Kesimpulan dan Saran Kesimpulan 1. Hasil identifikasi permasalahan kelembagaan keamanan hutan di Jawa Tengah. a) Permasalahan terkait dengan pembentukan LMDH 1) Sosialisasi dalam pembentukan LMDH kurang jelas, dan intensitas waktu sosialisasi sangat rendah, pembentukan LMDH terkesan hanya mengejar target Perhutani dan Dinas Kehutanan.
2) Pembentukan pengurus LMDH kurang bisa mewakili seluruh kepentingan masyarakat. b) Permasalahan terkait dengan pengamanan hutan 1)
Masyarakat merasakan terjadi krisis kepercayaan kepada Perhutani.
2)
Keterlibatan oknum TNI-Polri dalam kerusakan hutan, sehingga sulit bagi Polisi hutan untuk mengatasi kondisi tersebut.
3)
Penegakan hukum oleh pihak berwenang masih lemah.
c) Permasalahan terkait dengan organisasi dan manajemen LMDH 1)
Kemampuan kelembagaan LMDH masih rendah, pemahaman atas strukur organisasi, fungsi dan pembagian tugas dalam organisasi belum banyak dikuasai.
2)
Koordinasi antara LMDH dengan Perhutani dan pemerintah desa, kecamatan dan kabupaten masih lemah.
3)
Pengurus LMDH cenderung pasif, intervensi Kepala Desa sangat kuat dirasakan oleh pengurus,
sehingga LMDH tidak lebih dari sekedar
papan nama dan tidak berkembang. d) Permasalahan terkait dengan LMDH sebagai lembaga pengaman hutan 1)
Pengamanan hutan belum optimal karena pengamanan hutan hanya berbasis sharing dana, bukan pada kemauan untuk melindungi hutan.
2)
Belum ada kepastian batas pangkuan LMDH yang jelas akibatnya terjadi perebutan wilayah pangkuan hutan.
e) Permasalahan terkait dengan dukungan stakeholder dalam penguatan kelembagaan LMDH 1)
Dukungan Pemda terhadap LMDH belum optimal dan nyata.
2)
Pihak stakeholder belum memberdayakan LMDH.
3)
Ketergantungan pada Perhutani sangat tinggi.
2. Hasil identifikasi permasalahan kesejahteraan masyarakat sekitar hutan di Jawa Tengah. a.
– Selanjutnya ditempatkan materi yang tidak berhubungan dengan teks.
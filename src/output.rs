// Ultralytics 🚀 AGPL-3.0 License - https://ultralytics.com/license

//! Writing prediction tables and metadata sidecars.
//!
//! The table is a CSV with a two-level column header (keypoint names, then
//! coords) and a leading frame-index column; the sidecar is a JSON record
//! derived from the table path. Writes are unconditional overwrites with no
//! partial-write protection.

use std::fs::{self, File};
use std::io::BufWriter;
use std::path::{Path, PathBuf};

use crate::error::{PipelineError, Result};
use crate::results::{PredictionTable, RunMetadata};

/// File extension of prediction tables.
pub const TABLE_EXTENSION: &str = "csv";

/// Suffix replacing the table extension for the metadata sidecar.
pub const METADATA_SUFFIX: &str = "_metadata.json";

/// Derive the table output path for a video within a session.
#[must_use]
pub fn table_path(session: &Path, pose_subfolder: &str, video: &Path) -> PathBuf {
    let basename = video.file_stem().unwrap_or_default().to_string_lossy();
    session
        .join(pose_subfolder)
        .join(format!("{basename}.{TABLE_EXTENSION}"))
}

/// Derive the metadata sidecar path from a table path.
#[must_use]
pub fn metadata_path(table: &Path) -> PathBuf {
    let basename = table.file_stem().unwrap_or_default().to_string_lossy();
    table.with_file_name(format!("{basename}{METADATA_SUFFIX}"))
}

/// Write a prediction table, creating the output directory if needed.
///
/// # Errors
///
/// Returns an error if the directory cannot be created or the write fails.
pub fn write_table(path: &Path, table: &PredictionTable) -> Result<()> {
    if let Some(parent) = path.parent() {
        fs::create_dir_all(parent).map_err(|e| {
            PipelineError::IoError(format!(
                "Failed to create directory {}: {e}",
                parent.display()
            ))
        })?;
    }

    let mut writer = csv::Writer::from_path(path)?;

    let mut bodyparts = Vec::with_capacity(table.ncols() + 1);
    let mut coords = Vec::with_capacity(table.ncols() + 1);
    bodyparts.push("bodyparts".to_string());
    coords.push("coords".to_string());
    for name in table.keypoint_names() {
        for coord in ["x", "y", "likelihood"] {
            bodyparts.push(name.clone());
            coords.push(coord.to_string());
        }
    }
    writer.write_record(&bodyparts)?;
    writer.write_record(&coords)?;

    for frame_idx in 0..table.nrows() {
        let mut record = Vec::with_capacity(table.ncols() + 1);
        record.push(frame_idx.to_string());
        for value in table.row(frame_idx) {
            record.push(value.to_string());
        }
        writer.write_record(&record)?;
    }
    writer.flush()?;
    Ok(())
}

/// Write the run metadata sidecar, creating the output directory if needed.
///
/// # Errors
///
/// Returns an error if the directory cannot be created or the write fails.
pub fn write_metadata(path: &Path, metadata: &RunMetadata) -> Result<()> {
    if let Some(parent) = path.parent() {
        fs::create_dir_all(parent).map_err(|e| {
            PipelineError::IoError(format!(
                "Failed to create directory {}: {e}",
                parent.display()
            ))
        })?;
    }

    let file = File::create(path).map_err(|e| {
        PipelineError::IoError(format!("Failed to create {}: {e}", path.display()))
    })?;
    serde_json::to_writer_pretty(BufWriter::new(file), metadata)?;
    Ok(())
}

/// Check whether a previously-written table exists and is readable.
///
/// An existing valid table means the video was already analyzed and can be
/// skipped; staleness and content are deliberately not inspected.
#[must_use]
pub fn table_is_valid(path: &Path) -> bool {
    if !path.is_file() {
        return false;
    }

    let Ok(mut reader) = csv::ReaderBuilder::new()
        .has_headers(false)
        .flexible(true)
        .from_path(path)
    else {
        return false;
    };

    let mut records = reader.records();
    let Some(Ok(bodyparts)) = records.next() else {
        return false;
    };
    let Some(Ok(coords)) = records.next() else {
        return false;
    };

    bodyparts.get(0) == Some("bodyparts")
        && coords.get(0) == Some("coords")
        && bodyparts.len() == coords.len()
        && bodyparts.len() > 1
        && (bodyparts.len() - 1) % 3 == 0
}

#[cfg(test)]
mod tests {
    use super::*;
    use crate::netcfg::NetworkConfig;
    use crate::results::PoseEstimate;

    fn sample_table() -> PredictionTable {
        let mut table =
            PredictionTable::new(vec!["snout".to_string(), "tail".to_string()], 3);
        let pose = PoseEstimate::from_triples(&[(1.5, 2.5, 0.5), (3.0, 4.0, 0.25)]);
        table.set_row(0, &pose).unwrap();
        table
    }

    #[test]
    fn test_path_derivation() {
        let session = Path::new("/data/2024-01-01");
        let video = Path::new("/data/2024-01-01/videos-raw/vid_cam1.avi");
        let table = table_path(session, "pose-2d", video);
        assert_eq!(
            table,
            PathBuf::from("/data/2024-01-01/pose-2d/vid_cam1.csv")
        );
        assert_eq!(
            metadata_path(&table),
            PathBuf::from("/data/2024-01-01/pose-2d/vid_cam1_metadata.json")
        );
    }

    #[test]
    fn test_write_and_validate_table() {
        let dir = tempfile::tempdir().unwrap();
        let path = dir.path().join("pose-2d").join("vid_a.csv");

        write_table(&path, &sample_table()).unwrap();
        assert!(table_is_valid(&path));

        let content = std::fs::read_to_string(&path).unwrap();
        let mut lines = content.lines();
        assert_eq!(
            lines.next().unwrap(),
            "bodyparts,snout,snout,snout,tail,tail,tail"
        );
        assert_eq!(lines.next().unwrap(), "coords,x,y,likelihood,x,y,likelihood");
        assert_eq!(lines.next().unwrap(), "0,1.5,2.5,0.5,3,4,0.25");
        // Unpopulated rows are written zero-filled.
        assert_eq!(lines.next().unwrap(), "1,0,0,0,0,0,0");
    }

    #[test]
    fn test_validity_rejects_garbage() {
        let dir = tempfile::tempdir().unwrap();
        let path = dir.path().join("vid_a.csv");

        assert!(!table_is_valid(&path));

        std::fs::write(&path, "just,a,csv\n1,2,3\n").unwrap();
        assert!(!table_is_valid(&path));

        std::fs::write(&path, "").unwrap();
        assert!(!table_is_valid(&path));
    }

    #[test]
    fn test_metadata_round_trip() {
        let dir = tempfile::tempdir().unwrap();
        let path = dir.path().join("vid_a_metadata.json");

        let metadata = RunMetadata {
            start: 100.0,
            stop: 130.0,
            run_duration: 30.0,
            scorer: "leg-tracking-snapshot-300000".to_string(),
            network_config: NetworkConfig {
                all_joints_names: vec!["snout".to_string()],
                ..NetworkConfig::default()
            },
            fps: 30.0,
            frame_dimensions: (480, 640),
            frame_count: 10,
        };
        write_metadata(&path, &metadata).unwrap();

        let loaded: RunMetadata =
            serde_json::from_str(&std::fs::read_to_string(&path).unwrap()).unwrap();
        assert_eq!(loaded.frame_count, 10);
        assert_eq!(loaded.frame_dimensions, (480, 640));
        assert_eq!(loaded.scorer, metadata.scorer);
        assert_eq!(loaded.network_config.all_joints_names, vec!["snout"]);
    }
}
Permasalahan terkait dengan ekonomi masyarakat sekitar hutan 1)
Sebagian besar masyarakat desa hutan hidup dalam kemiskinan.
2)
Gagalnya penerimaan BLT pada sebagian masyarakat sekitar hutan mengakibatkan kehidupan mereka makin terpuruk.
b. Permasalahan terkait dengan kondisi sosial masyarakat sekitar hutan a)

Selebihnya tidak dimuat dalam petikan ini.